Sedation Protocols for Intubated Patients - page 2

I am curious as to whether there are any ICU's who have a protocol in place for sedation of their intubated patients. At present, physicians write orders on an individual basis for each patient. Some... Read More

  1. by   RN34TX
    Quote from kersti
    Sounds like a great idea! Wonder how long it would take me to convince the docs that this is a good idea????
    It depends on how big of control freaks your docs are and how receptive they are to new ideas outside of their world.
  2. by   housoj
    Would you be able to share these protocal order sheets? I am trying to find examples as our hospital is in the process of developing these "sedation holiday" protocols. It is all part of the bundle orders for prevention of VAP?
    housoj at aol if possible
  3. by   dorimar
    I am sure JACHO will be all over this very soon. I thought every place was using sedation protcals, sedation vacations, and vent bundles already(evidenced based practice).
  4. by   millkay
    I thought every place was using sedation protcals, sedation vacations, and vent bundles already(evidenced based practice).
    Unfortunately, it takes some time for even evidence based practices to trickle to some facilities, namingly rural areas- not that the right things aren't being one. I've experienced a recent situation where orders for sedation and vent bundles are done by daily written order of a control-freak pulmonologist/intensivist as opposed to unit or facility protocols. Usually the orders reflect evidence-based best practices, but leave the nurse little to no leeway for using judgement.
  5. by   dorimar
    But if it is really evidenced based practice, bravo to that pulmonologist! I see so many people resistant to change, despite what evidence has proven. Less sedation, and waking the patient every day, has decreased ICU stays, and decreased vent days, and increased positive outcomes. Just like the new insulin protocals. Some nurses are not familiar with the research... Some nurses can't understand why a patient is on an insulin drip with BS of 200, so asks the Doc she knows whill agree, to DC said insulin drip (Q 1 Hour accuchecks and insulin adjustment is a lot of work). Just so wrong. Now instituting sepsis bundles is my next goal (early goal directed therapy). Who can argue with EVIDENCE. But some always will.
  6. by   skelley5
    I work at a hospital that has a vent sedation protocol and I love it! The MD usually orders this w/ every vented pt but not always. It's based on the pt's age and wt as to how much you can give. The protocol starts off w/ ativan 1-2 mg IVP every so many mins prn to reach a specified RASS (Richmond Agitation Sedation Scale) w/ 0 = alert/calm -1 = drowsy w/ eye opening greater than 10 secs, etc. The MD will write an order for the RASS score to keep the pt at. If ativan doesn't work, then you can start giving fentanyl IVP prn every so many mins to reach the certain RASS. The if you use over a certain amt of ativan and fentanyl in a certain amt of time, you start the pt on an ativan and/or fentanyl gtt.
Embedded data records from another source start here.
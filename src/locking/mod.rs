//! Locking primitives for the clipping state.

pub mod multi_locker;

pub use multi_locker::{MultiLocker, ReadLockGuard, WriteLockGuard};
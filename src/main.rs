//! Area window server, headless.
//!
//! Runs the desktop against a headless drawing engine with a few simulated
//! clients that answer update requests, plays a window drag and exits.

use std::sync::Arc;
use std::thread::JoinHandle;
use std::time::{Duration, Instant};

use anyhow::{Context, Result};
use area_ipc::{ClientMessage, ClientRequest, UpdateReply};
use area_server::config::ServerConfig;
use area_server::engine::HeadlessEngine;
use area_server::link::{window_channels, ClientEnd};
use area_server::shared::{AppId, Point, Rect, WindowId};
use area_server::window::{MouseButtons, MouseEvent, Window, WindowAttributes, WindowFeel};
use area_server::{Desktop, ServerWindow};
use tracing::{debug, error, info, warn};
use tracing_subscriber::{layer::SubscriberExt, util::SubscriberInitExt};

/// Stand-in for an application: draws whatever the server asks for.
async fn run_client(mut client: ClientEnd) {
    while let Some(message) = client.messages.recv().await {
        match message {
            ClientMessage::UpdateRequested => {
                if client.request(ClientRequest::BeginUpdate).is_err() {
                    break;
                }
                let Some(reply) = client.replies.recv().await else {
                    break;
                };
                match UpdateReply::decode(&reply) {
                    Ok(UpdateReply::Begin(geometry)) => {
                        debug!(
                            "Client of window {}: drawing views {:?}",
                            client.window, geometry.tokens
                        );
                    }
                    Ok(UpdateReply::Error) => {
                        warn!("Client of window {}: update refused", client.window);
                        continue;
                    }
                    Err(e) => {
                        warn!("Client of window {}: bad reply: {}", client.window, e);
                        continue;
                    }
                }
                if client.request(ClientRequest::EndUpdate).is_err() {
                    break;
                }
            }
            ClientMessage::QuitRequested => {
                info!("Client of window {}: quit requested", client.window);
            }
            other => debug!("Client of window {}: {:?}", client.window, other),
        }
    }
    debug!("Client of window {} disconnected", client.window);
}

/// Drive the desktop. Blocking: it takes the desktop write lock and waits
/// for window threads, so it runs on a blocking thread, not a runtime worker.
/// Returns the engine's (filled, copied, flushed) counts.
fn run(config: ServerConfig) -> Result<(u64, u64, u64)> {
    let engine = Arc::new(HeadlessEngine::new());
    let mut desktop = Desktop::new(config, engine.clone());
    let mut threads: Vec<JoinHandle<()>> = Vec::new();

    let demo = [
        ("Terminal", Rect::new(80, 80, 579, 429), WindowFeel::Normal),
        ("Editor", Rect::new(300, 200, 899, 649), WindowFeel::Normal),
        ("Tools", Rect::new(700, 60, 859, 259), WindowFeel::FloatingApp),
    ];
    for (index, (title, frame, feel)) in demo.into_iter().enumerate() {
        let id = WindowId(index as u32 + 1);
        let channels = window_channels(id, desktop.config().update.client_queue_capacity);
        let window = Window::new(
            id,
            AppId(1),
            WindowAttributes::new(title, frame).with_feel(feel),
            channels.link,
            desktop.create_window_engine(),
            desktop.config(),
        );
        let shared = desktop.add_window(window);
        let server = ServerWindow::new(
            shared,
            Arc::clone(desktop.locker()),
            channels.port,
            channels.events,
        );
        threads.push(server.spawn().context("Failed to spawn window thread")?);
        tokio::spawn(run_client(channels.client));
        desktop.show_window(id)?;
    }
    settle(&mut desktop);

    // drag the terminal by its tab
    let (terminal, frame) = (WindowId(1), demo[0].1);
    let mut position = Point::new(frame.left + 40, frame.top - 16);
    let start = Instant::now();
    desktop.mouse_down(&MouseEvent::new(position, MouseButtons::PRIMARY, start));
    for step in 1..=10u64 {
        position = position.offset_by(15, 8);
        desktop.mouse_moved(&MouseEvent::new(
            position,
            MouseButtons::PRIMARY,
            start + Duration::from_millis(step * 20),
        ));
        settle(&mut desktop);
    }
    desktop.mouse_up(&MouseEvent::new(
        position,
        MouseButtons::empty(),
        start + Duration::from_millis(240),
    ));
    info!("Window {} dragged to {:?}", terminal, position);

    desktop.send_behind(terminal)?;
    desktop.set_workspace(1);
    desktop.set_workspace(0);
    settle(&mut desktop);

    let stats = engine.stats();
    let (filled, copied, flushed) = stats;
    info!(
        "Engine: {} rects filled, {} blitted, {} flushed",
        filled, copied, flushed
    );

    for id in desktop.stack().to_vec() {
        desktop.remove_window(id);
    }
    for thread in threads {
        if thread.join().is_err() {
            error!("Window thread panicked");
        }
    }
    Ok(stats)
}

/// Give window threads and clients a moment, then run desktop work they
/// queued.
fn settle(desktop: &mut Desktop) {
    std::thread::sleep(Duration::from_millis(10));
    let handled = desktop.process_events();
    if handled > 0 {
        debug!("Desktop handled {} queued events", handled);
    }
}

#[tokio::main]
async fn main() -> Result<()> {
    // Initialize logging
    tracing_subscriber::registry()
        .with(tracing_subscriber::EnvFilter::new(
            std::env::var("RUST_LOG").unwrap_or_else(|_| "area_server=debug,info".into()),
        ))
        .with(tracing_subscriber::fmt::layer())
        .init();

    info!("Starting Area window server (headless)");

    let config = ServerConfig::load().context("Failed to load configuration")?;

    // Setup signal handlers for graceful shutdown
    let (shutdown_tx, mut shutdown_rx) = tokio::sync::mpsc::channel::<()>(1);

    #[cfg(unix)]
    {
        use tokio::signal::unix::{signal, SignalKind};
        let mut sigterm = signal(SignalKind::terminate())?;
        let mut sigint = signal(SignalKind::interrupt())?;
        let tx = shutdown_tx.clone();
        tokio::spawn(async move {
            tokio::select! {
                _ = sigterm.recv() => {
                    info!("Received SIGTERM, shutting down");
                    let _ = tx.send(()).await;
                }
                _ = sigint.recv() => {
                    info!("Received SIGINT, shutting down");
                    let _ = tx.send(()).await;
                }
            }
        });
    }
    drop(shutdown_tx);

    // clients stay on the runtime, spawned from inside `run`
    let server = tokio::task::spawn_blocking(move || run(config));

    tokio::select! {
        result = server => {
            let result = result.context("Window server task failed")?;
            if let Err(e) = result {
                error!("Window server error: {}", e);
                return Err(e);
            }
        }
        Some(()) = shutdown_rx.recv() => {
            info!("Shutdown signal received");
        }
    }

    Ok(())
}
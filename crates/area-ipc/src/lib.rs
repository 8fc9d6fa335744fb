//! Area IPC Protocol
//!
//! Shared message types for communication between the window server and
//! its client applications.

pub mod update_proto;

pub use update_proto::{UpdateGeometry, UpdateReply, NULL_TOKEN, STATUS_ERROR, STATUS_OK};

use serde::{Deserialize, Serialize};
use thiserror::Error;

/// Errors decoding protocol data
#[derive(Debug, Error)]
pub enum ProtocolError {
    #[error("message truncated: needed {needed} bytes, {available} available")]
    Truncated { needed: usize, available: usize },

    #[error("view token list is missing its terminating null token")]
    MissingSentinel,

    #[error("unknown reply status {0}")]
    UnknownStatus(i32),

    #[error("malformed JSON message: {0}")]
    Json(#[from] serde_json::Error),
}

// ============================================================================
// Server → Client Notifications
// ============================================================================

/// Notifications sent from the window server to the client owning a window
#[derive(Debug, Clone, PartialEq, Serialize, Deserialize)]
#[serde(tag = "type")]
pub enum ClientMessage {
    /// The window's frame moved; `x`/`y` is the new top-left corner
    WindowMoved { when_us: u64, x: i32, y: i32 },

    /// The window's frame was resized
    WindowResized { when_us: u64, width: i32, height: i32 },

    /// The window became (or stopped being) the active window
    WindowActivated { active: bool },

    /// A workspace the window lives on was switched to or away from
    WorkspaceActivated { workspace: u32, active: bool },

    /// The set of workspaces the window lives on changed
    WorkspacesChanged { old: u32, new: u32 },

    /// Parts of the window need redrawing; answer with `BeginUpdate`
    UpdateRequested,

    /// The close button was clicked
    QuitRequested,

    /// The zoom button was clicked
    ZoomRequested,

    /// The minimize button was clicked
    MinimizeRequested { minimize: bool },
}

// ============================================================================
// Client → Server Requests
// ============================================================================

/// Requests a client sends to the thread serving one of its windows
#[derive(Debug, Clone, PartialEq, Serialize, Deserialize)]
#[serde(tag = "type")]
pub enum ClientRequest {
    /// Start drawing the update announced by `UpdateRequested`
    BeginUpdate,

    /// Drawing for the current update is finished
    EndUpdate,

    /// Invalidate a rectangle of a view (view-local, pixel-inclusive)
    Invalidate {
        token: i32,
        left: i32,
        top: i32,
        right: i32,
        bottom: i32,
    },
}

// ============================================================================
// Message Framing
// ============================================================================

/// A framed message with length prefix for reliable socket reads
#[derive(Debug)]
pub struct FramedMessage {
    pub data: Vec<u8>,
}

impl FramedMessage {
    /// Create a new framed message from serializable data
    pub fn new<T: Serialize>(msg: &T) -> Result<Self, ProtocolError> {
        let data = serde_json::to_vec(msg)?;
        Ok(Self { data })
    }

    /// Encode message with length prefix (4 bytes, big-endian)
    pub fn encode(&self) -> Vec<u8> {
        let len = self.data.len() as u32;
        let mut buf = Vec::with_capacity(4 + self.data.len());
        buf.extend_from_slice(&len.to_be_bytes());
        buf.extend_from_slice(&self.data);
        buf
    }

    /// Split one length-prefixed frame off the front of `buf`
    pub fn split_frame(buf: &[u8]) -> Result<(&[u8], &[u8]), ProtocolError> {
        if buf.len() < 4 {
            return Err(ProtocolError::Truncated {
                needed: 4,
                available: buf.len(),
            });
        }
        let len = u32::from_be_bytes([buf[0], buf[1], buf[2], buf[3]]) as usize;
        let rest = &buf[4..];
        if rest.len() < len {
            return Err(ProtocolError::Truncated {
                needed: len,
                available: rest.len(),
            });
        }
        Ok(rest.split_at(len))
    }

    /// Decode a client notification from bytes
    pub fn decode_client_message(data: &[u8]) -> Result<ClientMessage, ProtocolError> {
        Ok(serde_json::from_slice(data)?)
    }

    /// Decode a client request from bytes
    pub fn decode_client_request(data: &[u8]) -> Result<ClientRequest, ProtocolError> {
        Ok(serde_json::from_slice(data)?)
    }
}
//! Shared types used across the window core and the desktop.

pub mod geometry;

pub use geometry::{Point, Rect};

use serde::{Deserialize, Serialize};
use std::fmt;

/// Server-side identifier of a window
#[derive(Debug, Clone, Copy, PartialEq, Eq, Hash, PartialOrd, Ord, Serialize, Deserialize)]
pub struct WindowId(pub u32);

impl fmt::Display for WindowId {
    fn fmt(&self, f: &mut fmt::Formatter<'_>) -> fmt::Result {
        write!(f, "{:#x}", self.0)
    }
}

/// Identifier of the client application (team) owning a window
#[derive(Debug, Clone, Copy, PartialEq, Eq, Hash, Serialize, Deserialize)]
pub struct AppId(pub u32);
If on both gtts for over 24 hrs and the RASS level can still not be achieved under a certain amt, the final step is to start the pt on a propofol gtt stoping sedation q 12 hrs to check neuro status. I think it's great as long as nurses follow the protocol strictly. Two places seem to get people into trouble. One, the don't follow the sequence and go straight to the diprivan. Two, the q shift neuro check gets neglected a lot of the time, so, if you had a pt that didn't have a neuro check for over 3 shifts, the pt could have had a stroke that could have improved w/ interventions but it was caught too late.
  7. by   working4aBSN
    We have preprinted orders for ventilation patients and on the these orders is had a protocol for sedation and I have seen some hospitals use the Ramsey scale and the Riker scale. We currently use the Riker scale and usually is a 3-4 which means the patient is sedated but comfortable. I like this protocol because it gives me the opportunity to judge and see what is comfortable for the patient. We also do sedation vacations so we can assess the neuro status of the patients.
  8. by   anichols
    does anyone have any sedation protocols they are willing/able to share? our facility is just now trying to get started with a protocol, and we would be extremely appreciative if we could get an idea of what is working well for others that we may want to implement.
  9. by   criticalHP
    We used a sedation protocol that included propofol, ativan , or precedex. The md ordered it, and the RN titrated to desired effect-SAS 3-4. A sedation holiday was done every morning to assess for spontaneous breathing, neuro, and so on. If sedation was still needed the dose was re-stared at half the original dose.

    Have your ICU pharmacist and pulmonologists involved with the protocol if you are trying to develop one for your unit. Multidisciplinary involvement is needed to gain buy-in and train staff on things like propofol infusion syndrome and so on. Overall, protocols are the way to go, and give nurses in ICU's great autonomy.
  10. by   RN1982
    We have sedation protocols. One continuous the other intermittent. We use the continuous mostly. We titrate the drips according to MAAS score.